Task requirements:
Filter the records below for the word "feature". Copy each line that holds it.

Material supplied:
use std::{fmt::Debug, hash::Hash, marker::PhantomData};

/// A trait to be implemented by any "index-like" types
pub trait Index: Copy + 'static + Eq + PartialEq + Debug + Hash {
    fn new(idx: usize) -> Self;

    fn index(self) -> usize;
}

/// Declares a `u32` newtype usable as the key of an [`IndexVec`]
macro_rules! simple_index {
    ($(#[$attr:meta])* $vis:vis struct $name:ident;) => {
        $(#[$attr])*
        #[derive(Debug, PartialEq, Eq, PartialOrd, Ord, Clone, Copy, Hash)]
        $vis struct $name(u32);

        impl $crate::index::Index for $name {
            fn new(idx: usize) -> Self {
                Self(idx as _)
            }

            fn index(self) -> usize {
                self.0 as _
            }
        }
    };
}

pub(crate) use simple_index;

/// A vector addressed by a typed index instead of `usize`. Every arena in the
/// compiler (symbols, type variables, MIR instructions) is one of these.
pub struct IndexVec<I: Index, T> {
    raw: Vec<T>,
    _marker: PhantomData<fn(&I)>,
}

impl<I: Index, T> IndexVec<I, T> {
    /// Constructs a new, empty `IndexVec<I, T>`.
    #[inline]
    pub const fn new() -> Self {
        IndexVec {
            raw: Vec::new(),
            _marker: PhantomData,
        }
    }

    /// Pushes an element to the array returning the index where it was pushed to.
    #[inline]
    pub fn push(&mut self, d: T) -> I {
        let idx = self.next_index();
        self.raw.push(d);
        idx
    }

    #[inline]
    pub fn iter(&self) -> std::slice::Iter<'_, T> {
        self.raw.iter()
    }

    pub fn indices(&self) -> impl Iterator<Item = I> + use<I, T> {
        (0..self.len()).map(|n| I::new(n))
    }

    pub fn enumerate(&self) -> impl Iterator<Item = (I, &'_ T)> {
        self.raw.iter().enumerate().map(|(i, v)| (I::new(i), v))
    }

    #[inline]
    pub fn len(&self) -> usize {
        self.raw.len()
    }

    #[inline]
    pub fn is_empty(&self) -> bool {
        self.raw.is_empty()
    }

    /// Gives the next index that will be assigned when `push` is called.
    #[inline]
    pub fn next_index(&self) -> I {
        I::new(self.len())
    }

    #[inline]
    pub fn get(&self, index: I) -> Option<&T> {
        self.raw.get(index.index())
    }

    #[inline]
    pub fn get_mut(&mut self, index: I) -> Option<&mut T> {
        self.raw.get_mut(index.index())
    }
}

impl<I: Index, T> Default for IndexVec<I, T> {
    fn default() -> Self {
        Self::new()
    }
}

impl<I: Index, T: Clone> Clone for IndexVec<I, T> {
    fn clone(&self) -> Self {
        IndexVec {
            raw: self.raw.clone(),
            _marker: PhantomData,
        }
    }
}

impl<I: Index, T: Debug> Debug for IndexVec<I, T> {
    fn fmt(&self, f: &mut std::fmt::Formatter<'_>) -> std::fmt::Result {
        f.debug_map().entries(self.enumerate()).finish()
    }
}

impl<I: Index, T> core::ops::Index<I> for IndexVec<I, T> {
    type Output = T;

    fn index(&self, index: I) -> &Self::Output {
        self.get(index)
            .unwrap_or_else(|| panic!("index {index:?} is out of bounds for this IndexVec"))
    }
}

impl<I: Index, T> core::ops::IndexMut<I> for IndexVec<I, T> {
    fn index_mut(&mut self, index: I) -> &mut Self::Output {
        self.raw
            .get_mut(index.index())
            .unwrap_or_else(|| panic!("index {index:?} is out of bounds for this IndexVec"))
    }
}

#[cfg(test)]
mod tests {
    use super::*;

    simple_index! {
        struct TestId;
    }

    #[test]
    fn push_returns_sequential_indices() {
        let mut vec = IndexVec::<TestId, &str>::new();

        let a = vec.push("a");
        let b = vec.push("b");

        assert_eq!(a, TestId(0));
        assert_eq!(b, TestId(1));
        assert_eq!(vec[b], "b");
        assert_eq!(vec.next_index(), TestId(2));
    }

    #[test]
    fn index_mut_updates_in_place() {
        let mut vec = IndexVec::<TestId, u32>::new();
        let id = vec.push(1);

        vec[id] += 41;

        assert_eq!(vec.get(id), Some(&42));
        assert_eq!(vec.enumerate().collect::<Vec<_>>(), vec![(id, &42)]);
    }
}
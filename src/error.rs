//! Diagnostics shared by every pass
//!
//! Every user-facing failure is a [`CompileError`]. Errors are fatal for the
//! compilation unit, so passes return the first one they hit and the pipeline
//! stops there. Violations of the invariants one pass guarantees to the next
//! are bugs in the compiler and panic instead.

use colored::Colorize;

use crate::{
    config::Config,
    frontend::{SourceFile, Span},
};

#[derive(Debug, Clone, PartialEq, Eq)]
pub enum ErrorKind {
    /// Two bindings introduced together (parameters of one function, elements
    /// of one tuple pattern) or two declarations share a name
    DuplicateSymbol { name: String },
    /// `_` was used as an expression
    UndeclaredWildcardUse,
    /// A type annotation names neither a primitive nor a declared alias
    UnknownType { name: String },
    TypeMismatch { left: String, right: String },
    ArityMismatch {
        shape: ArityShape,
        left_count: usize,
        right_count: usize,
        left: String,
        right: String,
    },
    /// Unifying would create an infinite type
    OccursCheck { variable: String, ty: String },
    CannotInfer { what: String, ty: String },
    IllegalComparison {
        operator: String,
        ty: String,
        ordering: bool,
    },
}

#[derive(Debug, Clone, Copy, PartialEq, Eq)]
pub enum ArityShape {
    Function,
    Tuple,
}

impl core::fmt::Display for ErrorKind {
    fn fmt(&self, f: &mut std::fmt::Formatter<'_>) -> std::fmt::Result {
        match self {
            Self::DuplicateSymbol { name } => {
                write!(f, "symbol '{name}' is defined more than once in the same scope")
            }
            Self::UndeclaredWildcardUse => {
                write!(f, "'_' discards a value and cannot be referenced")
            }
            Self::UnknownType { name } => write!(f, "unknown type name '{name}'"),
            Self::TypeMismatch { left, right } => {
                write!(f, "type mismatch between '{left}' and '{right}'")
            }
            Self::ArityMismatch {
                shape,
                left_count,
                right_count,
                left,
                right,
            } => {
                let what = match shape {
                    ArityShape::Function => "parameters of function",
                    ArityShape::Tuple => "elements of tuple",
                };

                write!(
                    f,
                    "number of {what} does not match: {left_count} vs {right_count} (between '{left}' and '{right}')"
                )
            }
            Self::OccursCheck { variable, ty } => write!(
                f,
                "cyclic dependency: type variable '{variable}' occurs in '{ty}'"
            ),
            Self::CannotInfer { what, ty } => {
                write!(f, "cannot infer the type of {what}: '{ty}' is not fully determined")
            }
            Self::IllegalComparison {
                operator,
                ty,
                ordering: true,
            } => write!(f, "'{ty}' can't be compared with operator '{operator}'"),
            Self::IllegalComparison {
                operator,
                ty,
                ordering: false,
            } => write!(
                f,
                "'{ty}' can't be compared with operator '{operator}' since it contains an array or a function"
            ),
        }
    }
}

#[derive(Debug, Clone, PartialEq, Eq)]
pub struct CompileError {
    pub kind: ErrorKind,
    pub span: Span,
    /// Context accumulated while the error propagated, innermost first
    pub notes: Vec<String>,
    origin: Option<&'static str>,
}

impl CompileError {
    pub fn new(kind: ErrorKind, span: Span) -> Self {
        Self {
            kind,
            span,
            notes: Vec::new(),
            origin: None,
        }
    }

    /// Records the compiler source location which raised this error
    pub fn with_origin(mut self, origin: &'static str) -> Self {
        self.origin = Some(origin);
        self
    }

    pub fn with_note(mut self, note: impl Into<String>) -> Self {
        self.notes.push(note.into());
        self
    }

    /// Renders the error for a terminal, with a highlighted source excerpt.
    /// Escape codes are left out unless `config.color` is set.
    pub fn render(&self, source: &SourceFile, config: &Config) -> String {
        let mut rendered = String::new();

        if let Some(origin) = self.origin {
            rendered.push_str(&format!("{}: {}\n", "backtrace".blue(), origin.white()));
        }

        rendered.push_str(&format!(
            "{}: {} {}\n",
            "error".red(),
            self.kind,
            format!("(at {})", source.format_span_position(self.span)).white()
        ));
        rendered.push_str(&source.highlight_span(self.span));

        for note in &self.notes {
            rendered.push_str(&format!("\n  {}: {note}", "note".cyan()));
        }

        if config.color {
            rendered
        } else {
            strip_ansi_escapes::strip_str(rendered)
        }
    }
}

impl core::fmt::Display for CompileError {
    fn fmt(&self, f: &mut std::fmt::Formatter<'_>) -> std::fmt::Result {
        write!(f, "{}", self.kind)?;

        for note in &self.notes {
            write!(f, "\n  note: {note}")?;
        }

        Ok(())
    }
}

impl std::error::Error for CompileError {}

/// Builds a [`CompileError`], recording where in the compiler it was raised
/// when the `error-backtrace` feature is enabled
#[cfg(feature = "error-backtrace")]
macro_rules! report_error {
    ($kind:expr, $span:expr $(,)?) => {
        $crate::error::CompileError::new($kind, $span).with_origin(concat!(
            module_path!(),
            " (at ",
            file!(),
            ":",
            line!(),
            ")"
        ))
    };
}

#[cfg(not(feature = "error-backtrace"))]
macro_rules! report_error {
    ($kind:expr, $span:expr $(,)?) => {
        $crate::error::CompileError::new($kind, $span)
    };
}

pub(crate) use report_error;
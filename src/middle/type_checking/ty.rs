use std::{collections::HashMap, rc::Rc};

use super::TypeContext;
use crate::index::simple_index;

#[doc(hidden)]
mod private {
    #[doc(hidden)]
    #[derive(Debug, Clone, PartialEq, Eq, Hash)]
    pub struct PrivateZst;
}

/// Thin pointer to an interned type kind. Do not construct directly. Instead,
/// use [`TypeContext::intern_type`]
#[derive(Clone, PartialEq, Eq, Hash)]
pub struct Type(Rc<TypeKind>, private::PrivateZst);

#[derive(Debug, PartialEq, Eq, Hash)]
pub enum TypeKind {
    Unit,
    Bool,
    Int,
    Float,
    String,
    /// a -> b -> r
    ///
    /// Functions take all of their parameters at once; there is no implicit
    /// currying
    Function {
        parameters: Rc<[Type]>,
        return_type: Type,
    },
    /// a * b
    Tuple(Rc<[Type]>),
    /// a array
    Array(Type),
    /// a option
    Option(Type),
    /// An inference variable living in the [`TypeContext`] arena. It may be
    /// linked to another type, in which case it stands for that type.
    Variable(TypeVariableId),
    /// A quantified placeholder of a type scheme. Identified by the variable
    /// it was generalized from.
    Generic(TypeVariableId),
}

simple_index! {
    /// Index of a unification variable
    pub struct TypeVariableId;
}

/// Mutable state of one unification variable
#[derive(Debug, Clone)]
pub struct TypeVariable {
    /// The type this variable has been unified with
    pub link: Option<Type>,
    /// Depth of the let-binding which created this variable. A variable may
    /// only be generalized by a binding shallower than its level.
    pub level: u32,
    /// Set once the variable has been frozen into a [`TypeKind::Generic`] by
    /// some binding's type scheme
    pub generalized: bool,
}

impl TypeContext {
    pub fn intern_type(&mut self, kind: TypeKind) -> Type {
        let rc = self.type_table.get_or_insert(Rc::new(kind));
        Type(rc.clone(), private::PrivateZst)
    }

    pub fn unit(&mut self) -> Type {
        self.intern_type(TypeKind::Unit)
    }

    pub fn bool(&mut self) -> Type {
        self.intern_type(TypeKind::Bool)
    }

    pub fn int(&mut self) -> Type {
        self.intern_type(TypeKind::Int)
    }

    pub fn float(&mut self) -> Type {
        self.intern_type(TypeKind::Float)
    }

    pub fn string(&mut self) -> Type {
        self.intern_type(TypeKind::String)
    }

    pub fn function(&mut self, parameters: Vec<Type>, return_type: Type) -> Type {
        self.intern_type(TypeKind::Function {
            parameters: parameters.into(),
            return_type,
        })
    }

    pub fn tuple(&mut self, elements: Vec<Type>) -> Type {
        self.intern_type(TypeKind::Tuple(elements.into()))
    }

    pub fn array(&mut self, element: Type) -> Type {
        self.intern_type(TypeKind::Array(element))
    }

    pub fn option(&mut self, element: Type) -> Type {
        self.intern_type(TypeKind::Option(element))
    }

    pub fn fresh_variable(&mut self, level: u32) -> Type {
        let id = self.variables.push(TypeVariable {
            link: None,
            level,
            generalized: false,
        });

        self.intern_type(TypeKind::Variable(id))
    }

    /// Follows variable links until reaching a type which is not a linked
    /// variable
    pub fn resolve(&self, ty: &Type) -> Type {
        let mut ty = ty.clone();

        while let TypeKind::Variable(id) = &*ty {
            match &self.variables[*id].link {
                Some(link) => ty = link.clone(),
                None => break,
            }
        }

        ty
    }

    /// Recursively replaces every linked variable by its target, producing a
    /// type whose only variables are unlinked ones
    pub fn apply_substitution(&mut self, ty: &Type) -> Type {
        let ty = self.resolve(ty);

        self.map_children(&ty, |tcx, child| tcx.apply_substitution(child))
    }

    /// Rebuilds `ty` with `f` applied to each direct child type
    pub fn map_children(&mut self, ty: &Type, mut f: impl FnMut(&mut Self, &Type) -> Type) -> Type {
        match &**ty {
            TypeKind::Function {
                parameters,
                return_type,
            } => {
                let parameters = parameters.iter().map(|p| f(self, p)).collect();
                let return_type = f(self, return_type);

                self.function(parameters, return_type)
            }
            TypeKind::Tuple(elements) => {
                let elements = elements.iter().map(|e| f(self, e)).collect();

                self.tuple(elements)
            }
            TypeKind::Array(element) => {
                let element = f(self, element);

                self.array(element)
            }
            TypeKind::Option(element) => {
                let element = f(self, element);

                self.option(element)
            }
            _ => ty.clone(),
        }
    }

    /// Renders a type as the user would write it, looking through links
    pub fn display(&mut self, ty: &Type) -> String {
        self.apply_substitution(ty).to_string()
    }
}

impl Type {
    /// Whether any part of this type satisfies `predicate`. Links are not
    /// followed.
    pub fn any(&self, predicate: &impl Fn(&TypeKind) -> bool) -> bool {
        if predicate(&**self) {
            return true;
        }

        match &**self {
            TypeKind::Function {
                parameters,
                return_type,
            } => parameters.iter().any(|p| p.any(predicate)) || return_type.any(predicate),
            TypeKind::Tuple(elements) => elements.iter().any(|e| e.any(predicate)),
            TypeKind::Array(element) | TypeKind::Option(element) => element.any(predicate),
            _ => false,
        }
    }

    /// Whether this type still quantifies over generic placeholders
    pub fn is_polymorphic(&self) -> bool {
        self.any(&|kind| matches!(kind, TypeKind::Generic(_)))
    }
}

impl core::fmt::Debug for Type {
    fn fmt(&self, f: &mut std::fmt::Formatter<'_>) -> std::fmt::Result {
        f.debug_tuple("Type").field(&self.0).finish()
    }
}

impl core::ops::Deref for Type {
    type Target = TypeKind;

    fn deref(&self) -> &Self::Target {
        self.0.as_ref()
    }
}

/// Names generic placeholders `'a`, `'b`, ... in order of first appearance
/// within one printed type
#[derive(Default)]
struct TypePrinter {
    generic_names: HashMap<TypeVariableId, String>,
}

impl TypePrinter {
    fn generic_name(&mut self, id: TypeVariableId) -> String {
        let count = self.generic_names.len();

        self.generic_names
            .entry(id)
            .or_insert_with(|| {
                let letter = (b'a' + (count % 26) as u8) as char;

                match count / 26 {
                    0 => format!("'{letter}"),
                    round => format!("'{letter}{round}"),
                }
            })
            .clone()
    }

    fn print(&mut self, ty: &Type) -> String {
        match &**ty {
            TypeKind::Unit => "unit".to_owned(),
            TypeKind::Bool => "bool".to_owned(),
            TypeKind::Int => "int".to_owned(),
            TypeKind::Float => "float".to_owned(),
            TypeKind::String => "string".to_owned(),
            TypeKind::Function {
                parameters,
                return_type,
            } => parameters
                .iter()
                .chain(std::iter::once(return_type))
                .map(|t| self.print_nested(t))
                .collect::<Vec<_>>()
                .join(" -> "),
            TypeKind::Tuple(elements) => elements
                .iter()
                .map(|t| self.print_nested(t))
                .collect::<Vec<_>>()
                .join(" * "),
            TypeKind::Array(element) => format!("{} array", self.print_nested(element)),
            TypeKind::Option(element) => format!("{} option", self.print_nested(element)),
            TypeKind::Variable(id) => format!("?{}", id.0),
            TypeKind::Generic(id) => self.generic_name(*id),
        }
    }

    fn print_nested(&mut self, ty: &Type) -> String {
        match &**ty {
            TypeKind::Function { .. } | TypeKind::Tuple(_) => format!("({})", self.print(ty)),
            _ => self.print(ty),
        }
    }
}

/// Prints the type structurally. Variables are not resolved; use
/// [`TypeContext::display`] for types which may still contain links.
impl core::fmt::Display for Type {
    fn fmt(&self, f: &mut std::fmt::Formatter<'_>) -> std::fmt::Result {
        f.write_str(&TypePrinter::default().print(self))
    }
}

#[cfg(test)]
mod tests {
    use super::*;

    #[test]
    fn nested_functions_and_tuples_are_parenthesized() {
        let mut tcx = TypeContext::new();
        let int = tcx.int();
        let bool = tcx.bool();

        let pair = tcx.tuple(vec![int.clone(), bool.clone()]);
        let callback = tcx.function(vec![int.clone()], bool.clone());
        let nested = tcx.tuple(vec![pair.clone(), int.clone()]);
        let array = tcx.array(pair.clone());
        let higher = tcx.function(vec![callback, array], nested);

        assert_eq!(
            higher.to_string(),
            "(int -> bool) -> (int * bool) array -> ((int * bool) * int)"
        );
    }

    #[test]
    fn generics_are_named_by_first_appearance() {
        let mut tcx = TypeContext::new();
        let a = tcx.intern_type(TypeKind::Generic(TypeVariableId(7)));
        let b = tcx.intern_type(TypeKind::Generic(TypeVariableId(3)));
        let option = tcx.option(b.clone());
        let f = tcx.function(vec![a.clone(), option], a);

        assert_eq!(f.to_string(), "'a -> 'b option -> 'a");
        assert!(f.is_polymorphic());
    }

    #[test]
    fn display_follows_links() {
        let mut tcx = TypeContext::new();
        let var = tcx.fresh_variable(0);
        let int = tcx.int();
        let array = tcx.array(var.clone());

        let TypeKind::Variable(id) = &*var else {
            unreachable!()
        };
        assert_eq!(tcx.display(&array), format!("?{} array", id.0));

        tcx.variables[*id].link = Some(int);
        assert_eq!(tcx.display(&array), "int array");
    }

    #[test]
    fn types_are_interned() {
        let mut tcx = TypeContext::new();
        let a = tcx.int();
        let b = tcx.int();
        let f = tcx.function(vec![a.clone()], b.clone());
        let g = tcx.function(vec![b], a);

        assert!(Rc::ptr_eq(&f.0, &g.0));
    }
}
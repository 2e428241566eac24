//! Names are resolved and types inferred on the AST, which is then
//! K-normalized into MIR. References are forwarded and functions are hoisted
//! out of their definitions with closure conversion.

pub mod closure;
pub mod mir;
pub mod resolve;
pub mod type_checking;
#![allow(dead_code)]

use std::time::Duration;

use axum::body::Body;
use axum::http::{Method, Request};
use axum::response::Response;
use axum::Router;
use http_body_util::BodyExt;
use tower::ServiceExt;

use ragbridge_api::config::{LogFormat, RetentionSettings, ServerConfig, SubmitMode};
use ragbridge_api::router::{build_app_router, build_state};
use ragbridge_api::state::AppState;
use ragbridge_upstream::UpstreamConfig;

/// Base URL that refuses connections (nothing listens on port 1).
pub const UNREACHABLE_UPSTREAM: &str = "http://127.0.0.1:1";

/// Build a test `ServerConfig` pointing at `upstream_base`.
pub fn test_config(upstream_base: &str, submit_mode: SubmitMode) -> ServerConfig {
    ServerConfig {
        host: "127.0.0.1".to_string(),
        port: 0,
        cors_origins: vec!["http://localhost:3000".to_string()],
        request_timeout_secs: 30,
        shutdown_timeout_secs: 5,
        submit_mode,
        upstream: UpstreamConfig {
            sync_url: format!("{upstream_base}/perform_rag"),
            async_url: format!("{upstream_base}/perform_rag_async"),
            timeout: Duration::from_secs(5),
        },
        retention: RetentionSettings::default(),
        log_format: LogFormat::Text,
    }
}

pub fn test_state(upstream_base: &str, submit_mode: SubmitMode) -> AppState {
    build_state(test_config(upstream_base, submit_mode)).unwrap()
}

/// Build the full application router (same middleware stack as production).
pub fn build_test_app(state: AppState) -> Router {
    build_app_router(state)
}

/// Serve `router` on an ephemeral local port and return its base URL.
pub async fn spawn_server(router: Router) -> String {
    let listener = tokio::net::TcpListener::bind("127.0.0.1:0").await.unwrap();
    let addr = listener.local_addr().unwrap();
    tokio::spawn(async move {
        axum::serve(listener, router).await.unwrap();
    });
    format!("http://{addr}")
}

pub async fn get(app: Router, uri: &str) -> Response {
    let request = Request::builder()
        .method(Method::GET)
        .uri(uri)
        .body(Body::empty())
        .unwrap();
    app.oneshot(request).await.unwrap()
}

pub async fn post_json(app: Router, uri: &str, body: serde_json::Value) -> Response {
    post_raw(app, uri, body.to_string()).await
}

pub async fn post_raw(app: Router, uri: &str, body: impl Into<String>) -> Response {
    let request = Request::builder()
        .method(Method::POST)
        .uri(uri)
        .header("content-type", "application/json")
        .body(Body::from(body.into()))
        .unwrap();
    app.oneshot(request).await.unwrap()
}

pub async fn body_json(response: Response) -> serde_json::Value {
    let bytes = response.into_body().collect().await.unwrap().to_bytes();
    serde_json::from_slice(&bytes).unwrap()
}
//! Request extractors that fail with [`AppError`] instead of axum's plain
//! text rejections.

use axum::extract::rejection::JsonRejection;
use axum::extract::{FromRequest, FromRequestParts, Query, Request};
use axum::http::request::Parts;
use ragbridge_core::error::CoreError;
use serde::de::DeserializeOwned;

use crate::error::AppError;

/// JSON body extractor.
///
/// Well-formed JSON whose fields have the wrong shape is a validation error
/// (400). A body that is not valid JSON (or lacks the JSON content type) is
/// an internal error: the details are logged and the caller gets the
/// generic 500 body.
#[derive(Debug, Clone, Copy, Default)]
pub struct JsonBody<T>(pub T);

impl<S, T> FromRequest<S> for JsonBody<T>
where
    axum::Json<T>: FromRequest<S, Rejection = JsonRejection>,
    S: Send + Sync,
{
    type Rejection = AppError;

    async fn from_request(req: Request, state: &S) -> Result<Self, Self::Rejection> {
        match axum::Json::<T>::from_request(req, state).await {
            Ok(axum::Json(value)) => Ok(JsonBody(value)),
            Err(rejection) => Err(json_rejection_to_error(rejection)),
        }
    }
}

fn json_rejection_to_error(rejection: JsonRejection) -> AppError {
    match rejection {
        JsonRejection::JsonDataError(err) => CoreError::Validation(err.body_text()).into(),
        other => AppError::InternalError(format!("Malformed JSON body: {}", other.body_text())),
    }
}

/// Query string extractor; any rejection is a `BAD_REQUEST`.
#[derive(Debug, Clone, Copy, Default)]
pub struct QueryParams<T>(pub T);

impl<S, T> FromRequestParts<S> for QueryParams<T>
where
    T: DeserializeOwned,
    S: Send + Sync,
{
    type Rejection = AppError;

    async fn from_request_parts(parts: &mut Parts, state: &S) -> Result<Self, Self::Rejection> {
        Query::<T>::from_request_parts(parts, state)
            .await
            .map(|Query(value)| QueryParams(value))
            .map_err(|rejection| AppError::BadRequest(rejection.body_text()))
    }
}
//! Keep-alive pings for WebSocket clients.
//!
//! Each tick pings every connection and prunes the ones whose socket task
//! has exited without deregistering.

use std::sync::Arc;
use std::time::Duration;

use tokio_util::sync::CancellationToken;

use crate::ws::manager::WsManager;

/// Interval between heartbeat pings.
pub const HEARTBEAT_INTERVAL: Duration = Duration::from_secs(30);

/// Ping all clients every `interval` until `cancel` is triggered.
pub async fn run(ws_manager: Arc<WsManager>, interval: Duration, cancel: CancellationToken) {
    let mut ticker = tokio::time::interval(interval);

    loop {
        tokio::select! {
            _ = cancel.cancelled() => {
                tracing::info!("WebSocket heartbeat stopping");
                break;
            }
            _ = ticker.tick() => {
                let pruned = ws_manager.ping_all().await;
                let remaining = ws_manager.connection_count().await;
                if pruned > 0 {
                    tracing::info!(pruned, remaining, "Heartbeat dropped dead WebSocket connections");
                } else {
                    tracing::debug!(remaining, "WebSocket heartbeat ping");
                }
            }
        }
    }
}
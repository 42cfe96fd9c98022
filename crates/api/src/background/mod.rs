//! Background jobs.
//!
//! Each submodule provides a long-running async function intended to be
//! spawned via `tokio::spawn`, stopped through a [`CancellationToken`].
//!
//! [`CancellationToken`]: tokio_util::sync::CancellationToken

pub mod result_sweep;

Result of this task:
/// when the `error-backtrace` feature is enabled
#[cfg(feature = "error-backtrace")]
#[cfg(not(feature = "error-backtrace"))]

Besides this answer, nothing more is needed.